This time of year has lots of resonance for me – advent being the season of yearning and waiting for restoration; the shortest day being the turning point for the journey back to the light; the unseasonal blossom because of a warm December showing that it doesn’t take much for new life to appear. I’ve been thinking about my expectation back in May that this would ‘all be over by Christmas’, and my understanding of what ‘over’ might mean has changed since then. The main bulk of treatment will soon be finished, with just Tamoxifen to go. But much as I have enjoyed comparing the treatment to running a race, there is no finishing line and there will be no medal. There is no doctor who will tell me I’m all right now and wave me a cheery goodbye. I have more hospital appointments lined up already for 2016 and I’ll be monitored annually for the forseeable future. That might sound gloomy but actually it’s ok. This year has been a reality check, that none of us are immune to illness or setbacks, and cancer will touch so many of our lives. I don’t think I’m any more likely for it to return than someone my age is to get it in the first place, but at the very least I will be more aware, and people will be keeping an eye on me. I’m encouraged by all the people I’ve met who’ve said to me ‘I had that 5 years ago…, 10 years ago…, 15 years ago…,’ and I hope to be one of them.
But although there’s no medal, I do feel a sense of achievement. I am coming out the other side of treatment a stronger person and a more grateful one. I don’t think I’m particularly remarkable in that. So many people have to deal with cancer themselves, or in those they love and so many have much more to deal with than I have. Throughout the last few months people have said lovely things about me and to me, and I am honestly not fishing for any more. But I do want to pay attention to what people have said. I loved this article in the Guardian recently about Victoria Pendleton, the Olympic and world champion cyclist, who in the last nine months has taken up horse-racing. She talks about the training she’s doing and how her trainer, Yogi, has said to her ‘One thing I will give you is that you have a lot of courage.’ She says: ‘Yogi has used the word ‘courageous’ a lot and I’ve never considered myself as having courage. But now that he’s given it to me I want to keep it because courage is a word that defines this challenge.’ I really like that idea of keeping words that have been given to you. I feel like I want to keep all the positive things that people have said to me this year, to own those words more, because my default is so often to feel the opposite. And I love what she goes on to say: ‘It really got me thinking that we all have access to courage. It’s free and it’s always there. It’s within us all and you can choose whether to be courageous or not. We’ve all said: ‘No, no I couldn’t do that …’ But actually you could if you just went: ‘You know what? I will … and I shall.’ Once you realise that, it’s quite wonderful. We don’t talk about courage much in our everyday conversations but I am comfortable with it now.’

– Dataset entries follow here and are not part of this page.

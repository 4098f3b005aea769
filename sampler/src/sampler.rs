use std::fmt::Debug;
use ndarray::{s, Array3};
use thiserror::Error;
use tracing::info;
use sim_conf::scenario::SamplerConfig;
use sim_conf::sim_conf::SimConfig;
use crate::cartesian::Cartesian;
use crate::evi::Evi;
use crate::plan::AcquisitionPlan;
use crate::spiral::StackOfSpiral;

#[derive(Debug,Error)]
pub enum SamplerError {
    #[error("frames of {frame_ms} ms do not fit in {max_sim_time} s of simulation")]
    NoFrames {
        frame_ms:f64,
        max_sim_time:f64,
    },
    #[error("no whole chunk of {chunk_size} shots fits in {n_shots} shots")]
    NoChunks {
        n_shots:usize,
        chunk_size:usize,
    },
    #[error("sampler produces empty shots")]
    EmptyShot,
}

/// Ordered trajectory of a whole run
#[derive(Clone,Debug)]
pub struct Trajectory {
    /// (shots, samples, 3) in cycles per fov
    pub points:Array3<f32>,
    /// acquisition time of each shot, seconds
    pub times_s:Vec<f64>,
}

impl Trajectory {
    pub fn n_shots(&self) -> usize {
        self.points.shape()[0]
    }

    pub fn n_samples(&self) -> usize {
        self.points.shape()[0] * self.points.shape()[1]
    }
}

/// k-space sampling pattern. Coordinates are in grid units (cycles per fov), within [-n/2,n/2) on
/// every axis.
pub trait Sampler: Debug + Send + Sync {

    fn name(&self) -> &str;

    fn shots_per_frame(&self) -> usize;

    fn samples_per_shot(&self) -> usize;

    /// every sample lands on an integer grid position
    fn on_grid(&self) -> bool;

    /// (shots, samples, 3) coordinates of one frame, deterministic in (frame_idx, seed)
    fn frame(&self,frame_idx:usize,seed:u64) -> Array3<f32>;

    fn produce_trajectory(&self,plan:&AcquisitionPlan,seed:u64) -> Trajectory {
        let mut points = Array3::<f32>::zeros((plan.n_shots(),self.samples_per_shot(),3));
        for frame in 0..plan.n_frames {
            let f = self.frame(frame,seed);
            let start = frame * plan.shots_per_frame;
            points.slice_mut(s![start..start + plan.shots_per_frame,..,..]).assign(&f);
        }
        Trajectory {
            points,
            times_s:(0..plan.n_shots()).map(|shot| plan.shot_time_s(shot)).collect(),
        }
    }
}

pub fn build_sampler(config:&SamplerConfig,sim:&SimConfig) -> Result<Box<dyn Sampler>,SamplerError> {
    let dims = sim.dims();
    let sampler:Box<dyn Sampler> = match config {
        SamplerConfig::Cartesian{accel} => Box::new(Cartesian::new(dims,*accel)),
        SamplerConfig::Evi{accel} => Box::new(Evi::new(dims,*accel)),
        SamplerConfig::StackOfSpiral{accelz,nb_revolutions,constant,n_samples} => {
            Box::new(StackOfSpiral::new(dims,*accelz,*nb_revolutions,*constant,*n_samples))
        }
    };
    if sampler.shots_per_frame() == 0 || sampler.samples_per_shot() == 0 {
        return Err(SamplerError::EmptyShot);
    }
    info!("{} sampler: {} shots of {} samples per frame",sampler.name(),sampler.shots_per_frame(),sampler.samples_per_shot());
    Ok(sampler)
}

/// grid coordinate of index i on an axis of n points, the center index maps to 0
pub fn grid_coord(i:usize,n:usize) -> f32 {
    i as f32 - (n/2) as f32
}

/// indices kept with an acceleration factor, the center line always among them
pub fn kept_lines(n:usize,accel:usize) -> Vec<usize> {
    let center = (n/2) as isize;
    let accel = accel.max(1) as isize;
    (0..n).filter(|i| (*i as isize - center).rem_euclid(accel) == 0).collect()
}

#[cfg(test)]
mod tests {
    use super::*;

    #[test]
    fn kept_lines_include_center() {
        assert_eq!(kept_lines(8,1),(0..8).collect::<Vec<usize>>());
        assert_eq!(kept_lines(8,2),vec![0,2,4,6]);
        assert_eq!(kept_lines(7,3),vec![0,3,6]);
        assert_eq!(kept_lines(8,100),vec![4]);
        assert_eq!(grid_coord(4,8),0.0);
        assert_eq!(grid_coord(0,8),-4.0);
    }

    #[test]
    fn builds_every_variant() {
        let mut sim = SimConfig::default();
        sim.shape = vec![8,8,4];
        let configs = [
            SamplerConfig::Cartesian{accel:2},
            SamplerConfig::Evi{accel:1},
            SamplerConfig::default(),
        ];
        let names:Vec<String> = configs.iter().map(|c| build_sampler(c,&sim).unwrap().name().to_string()).collect();
        assert_eq!(names,vec!["cartesian","evi","stack_of_spiral"]);
    }

    #[test]
    fn trajectory_covers_the_plan() {
        let mut sim = SimConfig::default();
        sim.shape = vec![8,8,4];
        sim.max_sim_time = 10.0;
        let sampler = build_sampler(&SamplerConfig::Cartesian{accel:1},&sim).unwrap();
        let plan = AcquisitionPlan::new(sampler.as_ref(),&sim,4).unwrap();
        let traj = sampler.produce_trajectory(&plan,1);
        assert_eq!(traj.n_shots(),plan.chunk_size * plan.n_chunks());
        assert_eq!(traj.n_samples(),plan.n_shots() * 8);
        assert_eq!(traj.times_s.len(),traj.n_shots());
        assert!(traj.times_s.windows(2).all(|w| w[1] > w[0]));
    }
}
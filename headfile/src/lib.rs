pub mod headfile;
#[cfg(test)]
mod tests {
    use super::*;
    use nufft::smaps;

    const DIMS:[usize;3] = [4,4,2];

    fn full_grid() -> Array2<f32> {
        let n = DIMS.iter().product();
        let mut traj = Array2::<f32>::zeros((n,3));
        let mut i = 0;
        for z in 0..DIMS[2] {
            for y in 0..DIMS[1] {
                for x in 0..DIMS[0] {
                    traj[[i,0]] = x as f32 - (DIMS[0]/2) as f32;
                    traj[[i,1]] = y as f32 - (DIMS[1]/2) as f32;
                    traj[[i,2]] = z as f32 - (DIMS[2]/2) as f32;
                    i += 1;
                }
            }
        }
        traj
    }

    fn image() -> Array3<Complex32> {
        Array3::from_shape_fn(DIMS,|(x,y,z)| Complex32::new(1.0 + (x + 2*y) as f32 * 0.25,0.1 * z as f32))
    }

    fn frame(index:usize,n_coils:usize) -> FrameData {
        let encoding = Encoding::new(NufftBackend::Nudft,smaps(DIMS,n_coils));
        let traj = full_grid();
        let kspace = encoding.forward(&image(),&traj.view()).unwrap();
        FrameData{frame:index,traj,kspace}
    }

    fn sequential(restart:RestartStrategy,tolerance:f64) -> ReconstructorConfig {
        ReconstructorConfig::Sequential {
            backend:NufftBackend::Nudft,
            density_compensation:DensityCompensation::None,
            restart_strategy:restart,
            max_iter_per_frame:30,
            max_iter_first_frame:60,
            tolerance,
            regularization:Regularization{basis:SparsityBasis::Identity,lambda:1e-4},
        }
    }

    #[test]
    fn adjoint_of_full_sampling_is_the_image() {
        let mut r = build_reconstructor(&ReconstructorConfig::default(),smaps(DIMS,3)).unwrap();
        let (vol,diag) = r.reconstruct_frame(&frame(0,3)).unwrap();
        assert_eq!(diag.iterations,0);
        assert!(diag.converged);
        vol.iter().zip(image().iter()).for_each(|(a,b)| assert!((a - b).norm() < 1e-3));
    }

    #[test]
    fn sequential_converges_to_the_image() {
        let mut r = build_reconstructor(&sequential(RestartStrategy::Cold,1e-4),smaps(DIMS,2)).unwrap();
        let (vol,diag) = r.reconstruct_frame(&frame(0,2)).unwrap();
        assert!(diag.converged);
        assert!(diag.iterations > 1);
        vol.iter().zip(image().iter()).for_each(|(a,b)| assert!((a - b).norm() < 1e-2));
    }

    #[test]
    fn warm_start_needs_no_more_iterations_than_cold() {
        let mut cold = build_reconstructor(&sequential(RestartStrategy::Cold,1e-4),smaps(DIMS,2)).unwrap();
        let mut warm = build_reconstructor(&sequential(RestartStrategy::Warm,1e-4),smaps(DIMS,2)).unwrap();
        let mut n_cold = 0;
        let mut n_warm = 0;
        for i in 0..3 {
            let f = frame(i,2);
            n_cold += cold.reconstruct_frame(&f).unwrap().1.iterations;
            n_warm += warm.reconstruct_frame(&f).unwrap().1.iterations;
        }
        assert!(n_warm <= n_cold);
    }

    #[test]
    fn refine_spends_the_first_frame_budget_once() {
        let mut r = build_reconstructor(&sequential(RestartStrategy::Refine,0.0),smaps(DIMS,1)).unwrap();
        let (_,first) = r.reconstruct_frame(&frame(0,1)).unwrap();
        let (_,second) = r.reconstruct_frame(&frame(1,1)).unwrap();
        assert_eq!(first.iterations,60);
        assert_eq!(second.iterations,30);
        assert!(!first.converged);
        assert_eq!(second.frame,1);
    }

    #[test]
    fn coil_count_must_match_the_maps() {
        let mut r = build_reconstructor(&ReconstructorConfig::default(),smaps(DIMS,2)).unwrap();
        assert!(matches!(r.reconstruct_frame(&frame(0,3)),Err(ReconError::CoilMismatch{expected:2,found:3,..})));
    }

    #[test]
    fn soft_threshold_shrinks_towards_zero() {
        let reg = Regularization{basis:SparsityBasis::Identity,lambda:1.0};
        let x = Array3::from_shape_vec((1,1,3),vec![
            Complex32::new(3.0,4.0),Complex32::new(0.5,0.0),Complex32::new(0.0,-2.0)
        ]).unwrap();
        let y = prox(x.clone(),&reg,1.0);
        assert!((y[[0,0,0]] - Complex32::new(2.4,3.2)).norm() < 1e-5);
        assert_eq!(y[[0,0,1]],Complex32::new(0.0,0.0));
        assert!((y[[0,0,2]] - Complex32::new(0.0,-1.0)).norm() < 1e-5);
        let none = Regularization{basis:SparsityBasis::None,lambda:1.0};
        assert_eq!(prox(x.clone(),&none,1.0),x);
    }

    #[test]
    fn trajectory_quantities_are_cached() {
        let encoding = Encoding::new(NufftBackend::Nudft,smaps(DIMS,2));
        let traj = full_grid();
        let mut cache = None;
        let l = prepare(&mut cache,&encoding,&DensityCompensation::None,&traj,true).unwrap().lipschitz;
        // full sampling with normalized maps: E^H E = I
        assert!((l - LIPSCHITZ_MARGIN).abs() < 1e-3);
        let again = prepare(&mut cache,&encoding,&DensityCompensation::None,&traj,true).unwrap();
        assert_eq!(again.lipschitz,l);
    }
}
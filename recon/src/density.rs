use ndarray::{Array1, ArrayView2};
use num_complex::Complex32;
use tracing::debug;
use nufft::{NufftError, NufftOperator};
use sim_conf::scenario::DensityCompensation;

const EPS:f32 = 1e-6;

/// Sample density weights for a trajectory. Pipe-Menon iterates w <- w / |A A^H w| starting from
/// ones, which leaves uniform cartesian sampling at w = 1.
pub fn density_weights(method:&DensityCompensation,op:&dyn NufftOperator,traj:&ArrayView2<f32>) -> Result<Array1<f32>,NufftError> {
    let n = traj.nrows();
    let mut w = Array1::<f32>::ones(n);
    if let DensityCompensation::Pipe{n_iter} = method {
        for _ in 0..*n_iter {
            let wc = w.mapv(|x| Complex32::new(x,0.0));
            let grid = op.adjoint(&wc.view(),traj)?;
            let d = op.forward(&grid,traj)?;
            w.iter_mut().zip(d.iter()).for_each(|(wi,di)| *wi /= di.norm().max(EPS));
        }
        debug!("pipe density compensation over {} samples, {} iterations",n,n_iter);
    }
    Ok(w)
}

#[cfg(test)]
mod tests {
    use super::*;
    use ndarray::Array2;
    use nufft::Nudft;

    fn full_grid(dims:[usize;3]) -> Array2<f32> {
        let n = dims.iter().product();
        let mut traj = Array2::<f32>::zeros((n,3));
        let mut i = 0;
        for x in 0..dims[0] {
            for y in 0..dims[1] {
                for z in 0..dims[2] {
                    traj[[i,0]] = x as f32 - (dims[0]/2) as f32;
                    traj[[i,1]] = y as f32 - (dims[1]/2) as f32;
                    traj[[i,2]] = z as f32 - (dims[2]/2) as f32;
                    i += 1;
                }
            }
        }
        traj
    }

    #[test]
    fn no_compensation_is_uniform() {
        let op = Nudft::new([4,4,2]);
        let traj = full_grid([4,4,2]);
        let w = density_weights(&DensityCompensation::None,&op,&traj.view()).unwrap();
        assert!(w.iter().all(|&x| x == 1.0));
    }

    #[test]
    fn full_cartesian_sampling_keeps_unit_weights() {
        let op = Nudft::new([4,4,2]);
        let traj = full_grid([4,4,2]);
        let w = density_weights(&DensityCompensation::Pipe{n_iter:3},&op,&traj.view()).unwrap();
        w.iter().for_each(|&x| assert!((x - 1.0).abs() < 1e-3));
    }

    #[test]
    fn repeated_samples_are_down_weighted() {
        let op = Nudft::new([4,4,2]);
        let mut traj = full_grid([4,4,2]);
        // sample 1 taken twice
        let dup = traj.row(1).to_owned();
        traj.row_mut(0).assign(&dup);
        let w = density_weights(&DensityCompensation::Pipe{n_iter:1},&op,&traj.view()).unwrap();
        assert!(w[0] < 0.75 && w[1] < 0.75);
        assert!((w[5] - 1.0).abs() < 1e-3);
    }
}
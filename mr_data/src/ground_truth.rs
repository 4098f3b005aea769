use ndarray::Array3;
use headfile::headfile::{Headfile, HeadfileError};

/// label value of voxels outside the object
pub const BACKGROUND_LABEL:u8 = 0;

#[derive(Clone,Debug,PartialEq)]
pub struct TissueRecord {
    pub name:String,
    pub pd:f32,
    pub t1_ms:f32,
    pub t2_ms:f32,
    pub t2s_ms:f32,
}

/// stimulus event, seconds
#[derive(Clone,Copy,Debug,PartialEq)]
pub struct EventRecord {
    pub onset:f64,
    pub duration:f64,
    pub amplitude:f64,
}

/// Time course a handler drove the simulation with
#[derive(Clone,Debug,PartialEq)]
pub struct Dynamic {
    pub name:String,
    /// sample spacing of values, seconds
    pub dt_s:f64,
    pub values:Vec<f64>,
    pub events:Vec<EventRecord>,
}

impl Dynamic {

    /// linear interpolation, 0 outside the sampled range
    pub fn value(&self,t_s:f64) -> f64 {
        if t_s < 0.0 || self.dt_s <= 0.0 {
            return 0.0;
        }
        let x = t_s/self.dt_s;
        let i = x.floor() as usize;
        match (self.values.get(i),self.values.get(i + 1)) {
            (Some(a),Some(b)) => a + (b - a)*(x - i as f64),
            (Some(a),None) => *a,
            _ => 0.0
        }
    }
}

/// What the simulation was built from, stored next to the k-space so scores can be computed
/// from the measurement alone
#[derive(Clone,Debug,PartialEq)]
pub struct GroundTruth {
    pub phantom:String,
    pub roi_tissue:String,
    /// indexed by label value
    pub tissues:Vec<TissueRecord>,
    pub labels:Array3<u8>,
    pub dynamics:Vec<Dynamic>,
}

impl GroundTruth {

    pub fn roi_label(&self) -> Option<u8> {
        self.tissues.iter().position(|t| t.name == self.roi_tissue).map(|i| i as u8)
    }

    /// voxels of the roi tissue, all false if the roi is not in the table
    pub fn roi_mask(&self) -> Array3<bool> {
        match self.roi_label() {
            Some(l) => self.labels.mapv(|v| v == l),
            None => Array3::from_elem(self.labels.dim(),false),
        }
    }

    /// voxels that are not background
    pub fn object_mask(&self) -> Array3<bool> {
        self.labels.mapv(|v| v != BACKGROUND_LABEL)
    }

    pub fn dynamic(&self,name:&str) -> Option<&Dynamic> {
        self.dynamics.iter().find(|d| d.name == name)
    }

    /// everything but the label map, as key=value text
    pub(crate) fn to_headfile(&self) -> Headfile {
        let mut h = Headfile::new();
        h.insert("phantom",&self.phantom);
        h.insert("roi_tissue",&self.roi_tissue);
        h.insert("n_tissues",self.tissues.len());
        for (i,t) in self.tissues.iter().enumerate() {
            h.insert(format!("tissue_{}_name",i),&t.name);
            h.insert_list(&format!("tissue_{}_params",i),&[t.pd,t.t1_ms,t.t2_ms,t.t2s_ms]);
        }
        h.insert("n_dynamics",self.dynamics.len());
        for (i,d) in self.dynamics.iter().enumerate() {
            h.insert(format!("dynamic_{}_name",i),&d.name);
            h.insert(format!("dynamic_{}_dt_s",i),d.dt_s);
            h.insert_list(&format!("dynamic_{}_values",i),&d.values);
            let onsets:Vec<f64> = d.events.iter().map(|e| e.onset).collect();
            let durations:Vec<f64> = d.events.iter().map(|e| e.duration).collect();
            let amplitudes:Vec<f64> = d.events.iter().map(|e| e.amplitude).collect();
            h.insert_list(&format!("dynamic_{}_event_onsets",i),&onsets);
            h.insert_list(&format!("dynamic_{}_event_durations",i),&durations);
            h.insert_list(&format!("dynamic_{}_event_amplitudes",i),&amplitudes);
        }
        h
    }

    pub(crate) fn from_headfile(h:&Headfile,labels:Array3<u8>) -> Result<Self,HeadfileError> {
        let n_tissues:usize = h.get_parsed("n_tissues")?;
        let mut tissues = Vec::with_capacity(n_tissues);
        for i in 0..n_tissues {
            let key = format!("tissue_{}_params",i);
            let p:Vec<f32> = h.get_list(&key)?;
            if p.len() != 4 {
                return Err(HeadfileError::Parse{field:key,value:format!("{:?}",p)});
            }
            tissues.push(TissueRecord {
                name:h.get(&format!("tissue_{}_name",i))?.to_string(),
                pd:p[0],
                t1_ms:p[1],
                t2_ms:p[2],
                t2s_ms:p[3],
            });
        }
        let n_dynamics:usize = h.get_parsed("n_dynamics")?;
        let mut dynamics = Vec::with_capacity(n_dynamics);
        for i in 0..n_dynamics {
            let onsets:Vec<f64> = h.get_list(&format!("dynamic_{}_event_onsets",i))?;
            let durations:Vec<f64> = h.get_list(&format!("dynamic_{}_event_durations",i))?;
            let amplitudes:Vec<f64> = h.get_list(&format!("dynamic_{}_event_amplitudes",i))?;
            if onsets.len() != durations.len() || onsets.len() != amplitudes.len() {
                let key = format!("dynamic_{}_event_durations",i);
                return Err(HeadfileError::Parse{field:key.clone(),value:h.get(&key)?.to_string()});
            }
            let events = onsets.iter().zip(durations.iter()).zip(amplitudes.iter())
                .map(|((&onset,&duration),&amplitude)| EventRecord{onset,duration,amplitude})
                .collect();
            dynamics.push(Dynamic {
                name:h.get(&format!("dynamic_{}_name",i))?.to_string(),
                dt_s:h.get_parsed(&format!("dynamic_{}_dt_s",i))?,
                values:h.get_list(&format!("dynamic_{}_values",i))?,
                events,
            });
        }
        Ok(Self {
            phantom:h.get("phantom")?.to_string(),
            roi_tissue:h.get("roi_tissue")?.to_string(),
            tissues,
            labels,
            dynamics,
        })
    }
}

#[cfg(test)]
mod tests {
    use super::*;

    fn truth() -> GroundTruth {
        let tissues = vec![
            TissueRecord{name:String::from("background"),pd:0.0,t1_ms:0.0,t2_ms:0.0,t2s_ms:0.0},
            TissueRecord{name:String::from("gray_matter"),pd:0.85,t1_ms:1820.0,t2_ms:99.0,t2s_ms:66.0},
            TissueRecord{name:String::from("roi"),pd:0.85,t1_ms:1820.0,t2_ms:99.0,t2s_ms:66.0},
        ];
        GroundTruth {
            phantom:String::from("shepp_logan"),
            roi_tissue:String::from("roi"),
            tissues,
            labels:Array3::from_shape_fn((3,2,2),|(x,y,_)| match (x,y) {
                (0,_) => 0,
                (1,1) => 2,
                _ => 1,
            }),
            dynamics:vec![Dynamic {
                name:String::from("block_activation"),
                dt_s:0.5,
                values:vec![0.0,0.25,1.0,0.125],
                events:vec![EventRecord{onset:0.5,duration:1.0,amplitude:1.0}],
            }],
        }
    }

    #[test]
    fn masks_follow_the_labels() {
        let t = truth();
        assert_eq!(t.roi_label(),Some(2));
        assert_eq!(t.roi_mask().iter().filter(|m| **m).count(),2);
        assert_eq!(t.object_mask().iter().filter(|m| **m).count(),8);
        let mut other = t.clone();
        other.roi_tissue = String::from("tumor");
        assert!(!other.roi_mask().iter().any(|m| *m));
    }

    #[test]
    fn dynamics_interpolate() {
        let t = truth();
        let d = &t.dynamics[0];
        assert_eq!(d.value(-1.0),0.0);
        assert_eq!(d.value(0.75),0.625);
        assert_eq!(d.value(1.5),0.125);
        assert_eq!(d.value(100.0),0.0);
    }

    #[test]
    fn text_form_reads_back() {
        let t = truth();
        let text = t.to_headfile().to_text();
        let back = GroundTruth::from_headfile(&Headfile::from_text(&text),t.labels.clone()).unwrap();
        assert_eq!(back,t);
    }

    #[test]
    fn missing_entries_are_errors() {
        let mut h = truth().to_headfile();
        h.insert("dynamic_0_event_onsets","0.5 2.0");
        assert!(GroundTruth::from_headfile(&h,Array3::zeros((3,2,2))).is_err());
        assert!(matches!(
            GroundTruth::from_headfile(&Headfile::new(),Array3::zeros((1,1,1))),
            Err(HeadfileError::MissingField(_))
        ));
    }
}
use std::path::Path;
use ndarray::{Array3, Ix3};
use nifti::{IntoNdArray, NiftiObject, ReaderOptions};
use thiserror::Error;
use tracing::info;
use sim_conf::scenario::{PhantomConfig, PhantomKind};
use sim_conf::sim_conf::SimConfig;
use crate::tissue::{self, Tissue, BACKGROUND};

#[derive(Debug,Error)]
pub enum PhantomError {
    #[error("unknown tissue {0}")]
    UnknownTissue(String),
    #[error("label map has shape {found:?}, simulation expects {expected:?}")]
    ShapeMismatch {
        found:Vec<usize>,
        expected:[usize;3],
    },
    #[error("label value {0} has no tissue class")]
    UnknownLabel(f32),
    #[error("the nifti phantom needs a label map path")]
    MissingPath,
    #[error("cannot read label map: {0}")]
    Nifti(#[from] nifti::NiftiError),
}

/// Ground truth volume. Built once per run and shared read only.
#[derive(Clone,Debug)]
pub struct Phantom {
    pub name:String,
    pub sub_id:u32,
    pub fov_mm:[f64;3],
    pub tissues:Vec<Tissue>,
    /// index into tissues, 0 is background
    pub labels:Array3<u8>,
    pub roi_tissue:String,
}

/// ellipsoid in normalized [-1,1] coordinates, rotated by theta (deg) about z
struct Ellipsoid {
    center:[f64;3],
    axes:[f64;3],
    theta:f64,
    tissue:&'static str,
}

const fn ellipsoid(center:[f64;3],axes:[f64;3],theta:f64,tissue:&'static str) -> Ellipsoid {
    Ellipsoid{center,axes,theta,tissue}
}

/// MR flavour of the 3-D Shepp-Logan head. Later entries paint over earlier ones.
const SHEPP_LOGAN:[Ellipsoid;10] = [
    ellipsoid([0.0,0.0,0.0],[0.72,0.95,0.93],0.0,"scalp"),
    ellipsoid([0.0,0.0,0.0],[0.69,0.92,0.90],0.0,"marrow"),
    ellipsoid([0.0,-0.0184,0.0],[0.6624,0.874,0.88],0.0,"csf"),
    ellipsoid([0.0,-0.0184,0.0],[0.6524,0.864,0.87],0.0,"gray_matter"),
    ellipsoid([-0.22,0.0,-0.25],[0.41,0.16,0.21],-72.0,"csf"),
    ellipsoid([0.22,0.0,-0.25],[0.31,0.11,0.22],72.0,"csf"),
    ellipsoid([0.0,0.35,-0.25],[0.21,0.25,0.35],0.0,"white_matter"),
    ellipsoid([0.0,-0.35,0.25],[0.30,0.25,0.45],0.0,"roi"),
    ellipsoid([-0.08,-0.605,-0.25],[0.046,0.023,0.02],0.0,"tumor"),
    ellipsoid([0.06,-0.605,-0.25],[0.046,0.023,0.02],90.0,"tumor"),
];

impl Phantom {

    pub fn build(config:&PhantomConfig,sim:&SimConfig) -> Result<Self,PhantomError> {
        let dims = sim.dims();
        let mut phantom = match config.name {
            PhantomKind::SheppLogan => Self::shepp_logan(dims,sim.fov()),
            PhantomKind::Nifti => {
                let path = config.path.as_ref().ok_or(PhantomError::MissingPath)?;
                Self::from_nifti(path,dims,sim.fov())?
            }
        };
        phantom.sub_id = config.sub_id;
        phantom.roi_tissue = config.roi_tissue.clone();
        for name in config.tissue_ignore.iter() {
            phantom.ignore_tissue(name)?;
        }
        info!("phantom {} ready: {:?} voxels, {} roi voxels",phantom.name,dims,phantom.n_roi_voxels());
        Ok(phantom)
    }

    pub fn shepp_logan(dims:[usize;3],fov_mm:[f64;3]) -> Self {
        let tissues = tissue::tissue_table();
        let mut labels = Array3::<u8>::from_elem((dims[0],dims[1],dims[2]),BACKGROUND);
        for e in SHEPP_LOGAN.iter() {
            // every tissue of the table is present
            let label = tissue::label_of(&tissues,e.tissue).unwrap_or(BACKGROUND);
            let (sin_t,cos_t) = e.theta.to_radians().sin_cos();
            labels.indexed_iter_mut().for_each(|((i,j,k),l)| {
                let p = [normalized(i,dims[0]),normalized(j,dims[1]),normalized(k,dims[2])];
                let dx = p[0] - e.center[0];
                let dy = p[1] - e.center[1];
                let dz = p[2] - e.center[2];
                let xr = dx*cos_t + dy*sin_t;
                let yr = -dx*sin_t + dy*cos_t;
                let r = (xr/e.axes[0]).powi(2) + (yr/e.axes[1]).powi(2) + (dz/e.axes[2]).powi(2);
                if r <= 1.0 {
                    *l = label;
                }
            });
        }
        Self {
            name:String::from("shepp_logan"),
            sub_id:0,
            fov_mm,
            tissues,
            labels,
            roi_tissue:String::from("roi"),
        }
    }

    /// integer label map, labels index the built-in tissue table
    pub fn from_nifti(path:&Path,dims:[usize;3],fov_mm:[f64;3]) -> Result<Self,PhantomError> {
        let obj = ReaderOptions::new().read_file(path)?;
        let vol = obj.into_volume().into_ndarray::<f32>()?;
        let found = vol.shape().to_vec();
        let vol = vol.into_dimensionality::<Ix3>().map_err(|_| PhantomError::ShapeMismatch{found:found.clone(),expected:dims})?;
        if vol.shape() != dims {
            return Err(PhantomError::ShapeMismatch{found,expected:dims});
        }
        let tissues = tissue::tissue_table();
        let n_tissues = tissues.len() as f32;
        if let Some(bad) = vol.iter().find(|v| !(v.round() >= 0.0 && v.round() < n_tissues)) {
            return Err(PhantomError::UnknownLabel(*bad));
        }
        let labels = vol.mapv(|v| v.round() as u8);
        let name = path.file_stem().map(|s| s.to_string_lossy().to_string()).unwrap_or(String::from("nifti"));
        Ok(Self {
            name,
            sub_id:0,
            fov_mm,
            tissues,
            labels,
            roi_tissue:String::from("roi"),
        })
    }

    pub fn dims(&self) -> [usize;3] {
        let s = self.labels.shape();
        [s[0],s[1],s[2]]
    }

    pub fn n_voxels(&self) -> usize {
        self.labels.len()
    }

    pub fn tissue_label(&self,name:&str) -> Result<u8,PhantomError> {
        tissue::label_of(&self.tissues,name).ok_or(PhantomError::UnknownTissue(name.to_string()))
    }

    /// replace a tissue by background
    pub fn ignore_tissue(&mut self,name:&str) -> Result<(),PhantomError> {
        let label = self.tissue_label(name)?;
        self.labels.mapv_inplace(|l| if l == label {BACKGROUND} else {l});
        Ok(())
    }

    pub fn roi_mask(&self) -> Array3<bool> {
        match tissue::label_of(&self.tissues,&self.roi_tissue) {
            Some(label) => self.labels.mapv(|l| l == label),
            None => Array3::from_elem(self.labels.raw_dim(),false)
        }
    }

    pub fn n_roi_voxels(&self) -> usize {
        self.roi_mask().iter().filter(|m| **m).count()
    }

    fn tissue_map<F:Fn(&Tissue) -> f32>(&self,f:F) -> Array3<f32> {
        let values:Vec<f32> = self.tissues.iter().map(f).collect();
        self.labels.mapv(|l| values.get(l as usize).copied().unwrap_or(0.0))
    }

    pub fn pd_map(&self) -> Array3<f32> {
        self.tissue_map(|t| t.pd)
    }

    pub fn t1_map(&self) -> Array3<f32> {
        self.tissue_map(|t| t.t1_ms)
    }

    /// 1/ms
    pub fn r2s_map(&self) -> Array3<f32> {
        self.tissue_map(|t| t.r2s())
    }
}

/// voxel center in [-1,1]
fn normalized(i:usize,n:usize) -> f64 {
    (i as f64 + 0.5)/n as f64 * 2.0 - 1.0
}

As for me, I’ve realised that, bizarrely, I’ve got quite comfortable being a cancer patient. I know how to do it now, to have my days driven by hospital appointments and a treatment plan, to be seen as heroic just for getting through the day. Of course, thinking rationally, I don’t want to stay here any longer than I have to, but I have to admit it’s become my normal. Once radiotherapy is over, my New Year’s task will be to find my way back into my old life as I go back to work.